◆ Directions for this task
Copy every line of the records that includes the word "static".
==== Available records ====
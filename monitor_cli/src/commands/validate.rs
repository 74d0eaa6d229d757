use crate::ui;
use anyhow::Result;
use monitor_core::parse_config_from_file;
use std::path::PathBuf;

pub async fn execute(config_file: PathBuf) -> Result<()> {
    ui::print_header("Validating Monitor Config");
    println!("File: {}", config_file.display());

    match parse_config_from_file(&config_file).await {
        Ok(config) => {
            println!();
            ui::print_success("Config is valid!");
            println!("\nConfig Details:");
            println!("  Default namespace: {}", config.default_namespace);
            println!("  Queue capacity: {}", config.queue_capacity);
            println!("  Buffer capacity: {}", config.buffer_capacity);
            println!(
                "  Flush interval: {}",
                humantime::format_duration(config.flush_interval)
            );
            println!("  Overflow policy: {:?}", config.overflow);
            Ok(())
        }
        Err(e) => {
            println!();
            ui::print_error("Config is invalid!");
            println!("\nError: {}", e);
            Err(e.into())
        }
    }
}
use crate::config::MonitorConfig;
use crate::error::{MonitorError, Result};
use crate::registry::Registry;
use crate::stayset::StaySetIndicator;
use crate::stopwatch::StopWatch;
use std::sync::Arc;
use tokio::runtime::Handle;
use tracing::info;

/// Stop watches and stay-set indicators of one application, created once
/// and passed to whoever needs them.
#[derive(Clone)]
pub struct Monitor {
    inner: Arc<Inner>,
}

struct Inner {
    config: MonitorConfig,
    stop_watches: Registry<StopWatch>,
    indicators: Registry<StaySetIndicator>,
}

impl Monitor {
    /// Creates a monitor driven by the current Tokio runtime.
    pub fn new(config: MonitorConfig) -> Result<Self> {
        let runtime = Handle::try_current().map_err(|_| MonitorError::NoRuntime)?;
        Self::with_runtime(config, runtime)
    }

    pub fn with_runtime(config: MonitorConfig, runtime: Handle) -> Result<Self> {
        config.validate()?;

        info!(
            "Creating monitor (namespace '{}', queue {}, buffer {}, flush {:?}, overflow {:?})",
            config.default_namespace,
            config.queue_capacity,
            config.buffer_capacity,
            config.flush_interval,
            config.overflow
        );

        Ok(Self {
            inner: Arc::new(Inner {
                stop_watches: Registry::new(config.clone(), runtime.clone()),
                indicators: Registry::new(config.clone(), runtime),
                config,
            }),
        })
    }

    pub fn config(&self) -> &MonitorConfig {
        &self.inner.config
    }

    /// The stop watch of the default namespace.
    pub fn stop_watch(&self) -> Arc<StopWatch> {
        self.inner
            .stop_watches
            .for_namespace(&self.inner.config.default_namespace)
    }

    /// The stay-set indicator of the default namespace.
    pub fn stay_set_indicator(&self) -> Arc<StaySetIndicator> {
        self.inner
            .indicators
            .for_namespace(&self.inner.config.default_namespace)
    }

    pub fn stop_watches(&self) -> &Registry<StopWatch> {
        &self.inner.stop_watches
    }

    pub fn indicators(&self) -> &Registry<StaySetIndicator> {
        &self.inner.indicators
    }

    /// Drops every collected value of both kinds. Collections handed out
    /// earlier stay valid; point handles handed out earlier are orphaned.
    pub async fn reset(&self) -> Result<()> {
        let stop_watches = self.inner.stop_watches.reset().await?;
        let indicators = self.inner.indicators.reset().await?;
        info!(
            "Monitor reset ({} stop watch and {} indicator namespaces)",
            stop_watches, indicators
        );
        Ok(())
    }

    /// Folds every buffered sample of both kinds.
    pub async fn flush(&self) -> Result<()> {
        self.inner.stop_watches.flush().await?;
        self.inner.indicators.flush().await
    }

    /// Terminates all control loops. Idempotent.
    pub fn stop(&self) {
        if self.is_stopped() {
            return;
        }
        info!("Stopping monitor");
        self.inner.stop_watches.stop_all();
        self.inner.indicators.stop_all();
    }

    pub fn is_stopped(&self) -> bool {
        self.inner.stop_watches.is_stopped() && self.inner.indicators.is_stopped()
    }
}
use crate::collection::CollectionStats;
use crate::config::MonitorConfig;
use crate::error::{CollectionKind, Result};
use crate::statistic::{IndicatorValue, MeteringValue};
use crate::stayset::StaySetIndicator;
use crate::stopwatch::StopWatch;
use async_trait::async_trait;
use std::collections::HashMap;
use std::sync::atomic::{AtomicBool, Ordering};
use std::sync::{Arc, PoisonError, RwLock};
use tokio::runtime::Handle;
use tracing::info;

/// A per-namespace aggregate collection that a [`Registry`] can own.
#[async_trait]
pub trait Collection: Send + Sync + 'static {
    type Value: Send + 'static;

    const KIND: CollectionKind;

    fn spawn(namespace: &str, config: &MonitorConfig, runtime: &Handle) -> Self;

    fn namespace(&self) -> &str;

    async fn values(&self) -> Result<Vec<Self::Value>>;

    async fn flush(&self) -> Result<()>;

    async fn stats(&self) -> Result<CollectionStats>;

    async fn reset(&self) -> Result<()>;

    fn stop(&self);
}

#[async_trait]
impl Collection for StopWatch {
    type Value = MeteringValue;

    const KIND: CollectionKind = CollectionKind::StopWatch;

    fn spawn(namespace: &str, config: &MonitorConfig, runtime: &Handle) -> Self {
        StopWatch::new(namespace, config, runtime)
    }

    fn namespace(&self) -> &str {
        StopWatch::namespace(self)
    }

    async fn values(&self) -> Result<Vec<MeteringValue>> {
        StopWatch::values(self).await
    }

    async fn flush(&self) -> Result<()> {
        StopWatch::flush(self).await
    }

    async fn stats(&self) -> Result<CollectionStats> {
        StopWatch::stats(self).await
    }

    async fn reset(&self) -> Result<()> {
        StopWatch::reset(self).await
    }

    fn stop(&self) {
        StopWatch::stop(self)
    }
}

#[async_trait]
impl Collection for StaySetIndicator {
    type Value = IndicatorValue;

    const KIND: CollectionKind = CollectionKind::StaySetIndicator;

    fn spawn(namespace: &str, config: &MonitorConfig, runtime: &Handle) -> Self {
        StaySetIndicator::new(namespace, config, runtime)
    }

    fn namespace(&self) -> &str {
        StaySetIndicator::namespace(self)
    }

    async fn values(&self) -> Result<Vec<IndicatorValue>> {
        StaySetIndicator::values(self).await
    }

    async fn flush(&self) -> Result<()> {
        StaySetIndicator::flush(self).await
    }

    async fn stats(&self) -> Result<CollectionStats> {
        StaySetIndicator::stats(self).await
    }

    async fn reset(&self) -> Result<()> {
        StaySetIndicator::reset(self).await
    }

    fn stop(&self) {
        StaySetIndicator::stop(self)
    }
}

/// Maps namespaces to their collection, creating each one exactly once.
pub struct Registry<C: Collection> {
    collections: RwLock<HashMap<String, Arc<C>>>,
    config: MonitorConfig,
    runtime: Handle,
    stopped: AtomicBool,
}

impl<C: Collection> Registry<C> {
    pub fn new(config: MonitorConfig, runtime: Handle) -> Self {
        Self {
            collections: RwLock::new(HashMap::new()),
            config,
            runtime,
            stopped: AtomicBool::new(false),
        }
    }

    /// Returns the collection of `namespace`, creating it on first use.
    /// Concurrent first callers all receive the same instance.
    pub fn for_namespace(&self, namespace: &str) -> Arc<C> {
        if let Some(collection) = self
            .collections
            .read()
            .unwrap_or_else(PoisonError::into_inner)
            .get(namespace)
        {
            return collection.clone();
        }

        let mut collections = self
            .collections
            .write()
            .unwrap_or_else(PoisonError::into_inner);
        if let Some(collection) = collections.get(namespace) {
            return collection.clone();
        }

        let collection = Arc::new(C::spawn(namespace, &self.config, &self.runtime));
        if self.stopped.load(Ordering::Acquire) {
            collection.stop();
        }
        collections.insert(namespace.to_string(), collection.clone());
        collection
    }

    /// Returns the collection of `namespace` without creating it.
    pub fn get(&self, namespace: &str) -> Option<Arc<C>> {
        self.collections
            .read()
            .unwrap_or_else(PoisonError::into_inner)
            .get(namespace)
            .cloned()
    }

    pub fn namespaces(&self) -> Vec<String> {
        self.collections
            .read()
            .unwrap_or_else(PoisonError::into_inner)
            .keys()
            .cloned()
            .collect()
    }

    pub fn len(&self) -> usize {
        self.collections
            .read()
            .unwrap_or_else(PoisonError::into_inner)
            .len()
    }

    pub fn is_empty(&self) -> bool {
        self.len() == 0
    }

    fn snapshot(&self) -> Vec<Arc<C>> {
        self.collections
            .read()
            .unwrap_or_else(PoisonError::into_inner)
            .values()
            .cloned()
            .collect()
    }

    /// Values of every point in every namespace, in no particular order.
    pub async fn values(&self) -> Result<Vec<C::Value>> {
        let mut values = Vec::new();
        for collection in self.snapshot() {
            values.extend(collection.values().await?);
        }
        Ok(values)
    }

    pub async fn flush(&self) -> Result<()> {
        for collection in self.snapshot() {
            collection.flush().await?;
        }
        Ok(())
    }

    pub async fn stats(&self) -> Result<Vec<(String, CollectionStats)>> {
        let mut stats = Vec::new();
        for collection in self.snapshot() {
            stats.push((collection.namespace().to_string(), collection.stats().await?));
        }
        Ok(stats)
    }

    /// Discards every point of every namespace and returns how many
    /// collections were reset. Collections stay registered, so handles to
    /// them keep working; point handles obtained before the reset are
    /// orphaned and their later samples counted as such.
    pub async fn reset(&self) -> Result<usize> {
        let collections = self.snapshot();
        for collection in &collections {
            collection.reset().await?;
        }
        if !collections.is_empty() {
            info!("Reset {} registry ({} namespaces)", C::KIND, collections.len());
        }
        Ok(collections.len())
    }

    /// Stops every collection. Namespaces requested afterwards are handed
    /// out already stopped.
    pub fn stop_all(&self) {
        self.stopped.store(true, Ordering::Release);
        for collection in self.snapshot() {
            collection.stop();
        }
    }

    pub fn is_stopped(&self) -> bool {
        self.stopped.load(Ordering::Acquire)
    }
}

#[cfg(test)]
mod tests {
    use super::*;
    use futures::future::join_all;
    use std::time::Duration;

    fn registry<C: Collection>() -> Registry<C> {
        Registry::new(MonitorConfig::default(), Handle::current())
    }

    #[tokio::test(flavor = "multi_thread", worker_threads = 4)]
    async fn test_for_namespace_is_idempotent_under_concurrency() {
        let registry: Arc<Registry<StopWatch>> = Arc::new(registry());

        let tasks = (0..32).map(|_| {
            let registry = registry.clone();
            tokio::spawn(async move { registry.for_namespace("shared") })
        });
        let collections: Vec<Arc<StopWatch>> = join_all(tasks)
            .await
            .into_iter()
            .map(|result| result.unwrap())
            .collect();

        let first = &collections[0];
        assert!(collections.iter().all(|c| Arc::ptr_eq(first, c)));
        assert_eq!(registry.len(), 1);
    }

    #[tokio::test]
    async fn test_values_across_namespaces() {
        let registry: Registry<StopWatch> = registry();

        for namespace in ["ns1", "ns2"] {
            let sw = registry.for_namespace(namespace);
            sw.metering_point("a")
                .record(Duration::from_millis(1))
                .await
                .unwrap();
            sw.metering_point("b")
                .record(Duration::from_millis(2))
                .await
                .unwrap();
        }

        let mut values: Vec<(String, String)> = registry
            .values()
            .await
            .unwrap()
            .into_iter()
            .map(|v| (v.namespace, v.id))
            .collect();
        values.sort();

        assert_eq!(
            values,
            vec![
                ("ns1".to_string(), "a".to_string()),
                ("ns1".to_string(), "b".to_string()),
                ("ns2".to_string(), "a".to_string()),
                ("ns2".to_string(), "b".to_string()),
            ]
        );
    }

    #[tokio::test]
    async fn test_values_empty_when_nothing_recorded() {
        let registry: Registry<StaySetIndicator> = registry();
        assert!(registry.values().await.unwrap().is_empty());

        registry.for_namespace("idle");
        assert!(registry.values().await.unwrap().is_empty());
    }

    #[tokio::test]
    async fn test_reset_keeps_collections_registered() {
        let registry: Registry<StaySetIndicator> = registry();
        let ssi = registry.for_namespace("ns");
        let ip = ssi.indicator_point("a");
        ip.start().await.unwrap().stop().await.unwrap();

        assert_eq!(registry.reset().await.unwrap(), 1);
        assert!(registry.values().await.unwrap().is_empty());
        assert_eq!(registry.reset().await.unwrap(), 1);
        assert!(registry.values().await.unwrap().is_empty());

        assert!(Arc::ptr_eq(&ssi, &registry.for_namespace("ns")));
        assert!(ssi.read("a").await.unwrap_err().is_not_found());

        // Handles from before the reset no longer count.
        assert!(ip.start().await.is_ok());
        assert!(ssi.read("a").await.unwrap_err().is_not_found());
        assert_eq!(ssi.stats().await.unwrap().orphaned, 1);

        ssi.increase("a").await.unwrap();
        assert_eq!(ssi.read("a").await.unwrap().current, 1);
    }

    #[tokio::test]
    async fn test_reset_empty_registry() {
        let registry: Registry<StopWatch> = registry();
        assert_eq!(registry.reset().await.unwrap(), 0);
    }

    #[tokio::test]
    async fn test_stop_all() {
        let registry: Registry<StopWatch> = registry();
        let sw = registry.for_namespace("ns");

        registry.stop_all();
        assert!(registry.is_stopped());
        assert!(sw.is_stopped());
        assert!(registry.for_namespace("late").is_stopped());
        assert!(registry.values().await.unwrap_err().is_stopped());
    }
}
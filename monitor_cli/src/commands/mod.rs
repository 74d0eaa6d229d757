pub mod run;
pub mod serve;
pub mod validate;

use anyhow::Result;
use monitor_core::{parse_config_from_file, MonitorConfig};
use std::path::Path;
use tracing::info;

#[derive(Debug, Clone, Copy, PartialEq, Eq, clap::ValueEnum)]
pub enum OutputFormat {
    Table,
    Json,
    Markdown,
    Prometheus,
}

pub async fn load_config(config_file: Option<&Path>) -> Result<MonitorConfig> {
    match config_file {
        Some(path) => {
            info!("Loading monitor config from {}", path.display());
            Ok(parse_config_from_file(path).await?)
        }
        None => Ok(MonitorConfig::default()),
    }
}
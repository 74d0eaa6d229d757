//! Status lines printed by the `monitor` commands.

use colored::Colorize;
use monitor_core::{CollectionKind, CollectionStats};

pub fn print_header(text: &str) {
    println!("\n{}", text.bold().cyan());
    println!("{}", "=".repeat(text.chars().count()).cyan());
}

pub fn print_success(text: &str) {
    println!("{} {}", "✓".green().bold(), text.green());
}

pub fn print_error(text: &str) {
    println!("{} {}", "✗".red().bold(), text.red());
}

pub fn print_warning(text: &str) {
    println!("{} {}", "⚠".yellow().bold(), text.yellow());
}

pub fn print_info(text: &str) {
    println!("{} {}", "ℹ".blue().bold(), text);
}

/// Warns about every namespace that lost samples to a full queue or to a
/// reset. Returns whether anything was reported.
pub fn print_losses(kind: CollectionKind, stats: &[(String, CollectionStats)]) -> bool {
    let mut reported = false;
    for (namespace, stats) in stats {
        if stats.dropped > 0 {
            print_warning(&format!(
                "{} '{}' dropped {} samples under load",
                kind, namespace, stats.dropped
            ));
            reported = true;
        }
        if stats.orphaned > 0 {
            print_warning(&format!(
                "{} '{}' ignored {} samples from handles older than its last reset",
                kind, namespace, stats.orphaned
            ));
            reported = true;
        }
    }
    reported
}

#[cfg(test)]
mod tests {
    use super::*;

    #[test]
    fn test_print_losses_reports_only_lossy_namespaces() {
        let clean = vec![("api".to_string(), CollectionStats::default())];
        assert!(!print_losses(CollectionKind::StopWatch, &clean));

        let orphaned = CollectionStats {
            orphaned: 2,
            ..CollectionStats::default()
        };
        let lossy = vec![
            ("api".to_string(), CollectionStats::default()),
            ("jobs".to_string(), orphaned),
        ];
        assert!(print_losses(CollectionKind::StaySetIndicator, &lossy));
    }
}
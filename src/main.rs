use anyhow::Result;
use clap::Parser;
use sentiment_batch::cli::Cli;
use sentiment_batch::orchestrator::resolve_input;
use sentiment_batch::utils::logging;
use sentiment_batch::{App, Config};
use std::process::ExitCode;

#[tokio::main]
async fn main() -> Result<ExitCode> {
    let cli = Cli::parse();

    // 输入文件不存在：先于配置加载检查，不创建任何输出文件，直接退出
    let input_path = match resolve_input(&cli.input) {
        Ok(path) => path,
        Err(e) => {
            eprintln!("❌ {}", e);
            return Ok(ExitCode::from(1));
        }
    };

    // 加载配置
    let config = Config::load()?;

    // 初始化日志
    logging::init(config.verbose_logging);

    // 致命错误由 anyhow 在退出时统一输出
    App::initialize(config, &input_path.display().to_string())?
        .run()
        .await?;

    Ok(ExitCode::SUCCESS)
}
//! 字段处理器 - 业务能力层
//!
//! 每个处理器声明自己贡献的 CSV 列，并把一行文本转换成这些列的值

use async_trait::async_trait;
use std::sync::Arc;

use crate::clients::TextAnalysisClient;
use crate::error::{AnalysisError, ConfigError};
use crate::models::ProcessorKind;
use crate::services::{ClassifierProcessor, SentimentProcessor};

/// 字段处理器
///
/// 职责：
/// - 声明列名和列说明
/// - 对单行文本调用一次分析服务
/// - 只处理单行，不关心批次、配额和输出文件
#[async_trait]
pub trait FieldProcessor: Send + Sync {
    /// 处理器名称（用于日志）
    fn name(&self) -> &'static str;

    /// 写入结果文件表头的列名
    fn field_names(&self) -> &[&'static str];

    /// 每一列的说明，与 `field_names` 一一对应
    fn field_descriptions(&self) -> &[&'static str];

    /// 处理一行文本，返回该处理器贡献的字段
    async fn process(&self, text: &str) -> Result<Vec<String>, AnalysisError>;
}

/// 按配置顺序创建处理器
///
/// 所有处理器共享同一个客户端
pub fn build_processors(
    kinds: &[ProcessorKind],
    client: Arc<dyn TextAnalysisClient>,
) -> Result<Vec<Box<dyn FieldProcessor>>, ConfigError> {
    if kinds.is_empty() {
        return Err(ConfigError::NoProcessors);
    }

    let mut processors: Vec<Box<dyn FieldProcessor>> = Vec::with_capacity(kinds.len());
    for (idx, kind) in kinds.iter().enumerate() {
        if kinds[..idx].contains(kind) {
            return Err(ConfigError::DuplicateProcessor {
                name: kind.name().to_string(),
            });
        }
        let processor: Box<dyn FieldProcessor> = match kind {
            ProcessorKind::Sentiment => Box::new(SentimentProcessor::new(client.clone())),
            ProcessorKind::Classifier => Box::new(ClassifierProcessor::new(client.clone())),
        };
        processors.push(processor);
    }
    Ok(processors)
}

/// 结果文件表头：`Input` + 各处理器列名
pub fn results_header(processors: &[Box<dyn FieldProcessor>]) -> Vec<String> {
    std::iter::once("Input")
        .chain(processors.iter().flat_map(|p| p.field_names().iter().copied()))
        .map(str::to_string)
        .collect()
}

#[cfg(test)]
mod tests {
    use super::*;
    use crate::models::{Category, Sentiment};

    struct NoopClient;

    #[async_trait]
    impl TextAnalysisClient for NoopClient {
        async fn analyze_sentiment(&self, _text: &str) -> Result<Sentiment, AnalysisError> {
            Ok(Sentiment {
                score: 0.0,
                magnitude: 0.0,
            })
        }

        async fn classify_text(&self, _text: &str) -> Result<Vec<Category>, AnalysisError> {
            Ok(Vec::new())
        }
    }

    #[test]
    fn test_build_processors_keeps_order() {
        let processors = build_processors(
            &[ProcessorKind::Classifier, ProcessorKind::Sentiment],
            Arc::new(NoopClient),
        )
        .unwrap();

        let names: Vec<_> = processors.iter().map(|p| p.name()).collect();
        assert_eq!(names, vec!["classifier", "sentiment"]);
        assert_eq!(
            results_header(&processors),
            vec!["Input", "Categories", "Confidences", "Score", "Magnitude"]
        );
    }

    #[test]
    fn test_build_processors_rejects_empty_and_duplicates() {
        assert!(matches!(
            build_processors(&[], Arc::new(NoopClient)),
            Err(ConfigError::NoProcessors)
        ));
        assert!(matches!(
            build_processors(
                &[ProcessorKind::Sentiment, ProcessorKind::Sentiment],
                Arc::new(NoopClient)
            ),
            Err(ConfigError::DuplicateProcessor { .. })
        ));
    }

    #[test]
    fn test_descriptions_match_field_names() {
        let processors = build_processors(
            &[ProcessorKind::Sentiment, ProcessorKind::Classifier],
            Arc::new(NoopClient),
        )
        .unwrap();
        for p in &processors {
            assert_eq!(p.field_names().len(), p.field_descriptions().len());
        }
    }
}
//! 进度报告
//!
//! 批处理循环只通过 `ProgressReporter` 输出进度，不直接打印

use tracing::{info, warn};

use crate::error::AnalysisError;
use crate::orchestrator::batch_runner::RunSummary;
use crate::utils::logging::truncate_text;

/// 日志中预览输入文本的最大字符数
const PREVIEW_CHARS: usize = 60;

/// 进度报告接口
pub trait ProgressReporter: Send + Sync {
    /// 一行处理成功
    fn line_succeeded(&self, line_number: usize, input: &str, fields: &[String]);

    /// 一行被写入错误文件
    fn line_failed(&self, line_number: usize, input: &str, error: &AnalysisError);

    /// 循环结束（只在正常结束时调用）
    fn run_finished(&self, summary: &RunSummary);
}

/// 基于 tracing 的进度报告
#[derive(Debug, Default, Clone, Copy)]
pub struct TracingReporter;

impl ProgressReporter for TracingReporter {
    fn line_succeeded(&self, line_number: usize, input: &str, fields: &[String]) {
        info!(
            "[第 {} 行] ✓ {} → {}",
            line_number,
            truncate_text(input, PREVIEW_CHARS),
            fields.join(",")
        );
    }

    fn line_failed(&self, line_number: usize, input: &str, error: &AnalysisError) {
        warn!(
            "[第 {} 行] ⚠️ {} → {}: {}",
            line_number,
            truncate_text(input, PREVIEW_CHARS),
            error.status_code(),
            error.message()
        );
    }

    fn run_finished(&self, summary: &RunSummary) {
        info!(
            "处理结束: 成功 {} 行，错误 {} 行，共 {} 行",
            summary.processed,
            summary.errored,
            summary.total()
        );
    }
}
====
◆ Result of the task
pub trait Collection: Send + Sync + 'static {
    type Value: Send + 'static;
    fn name(&self) -> &'static str;
    fn field_names(&self) -> &[&'static str];
    fn field_descriptions(&self) -> &[&'static str];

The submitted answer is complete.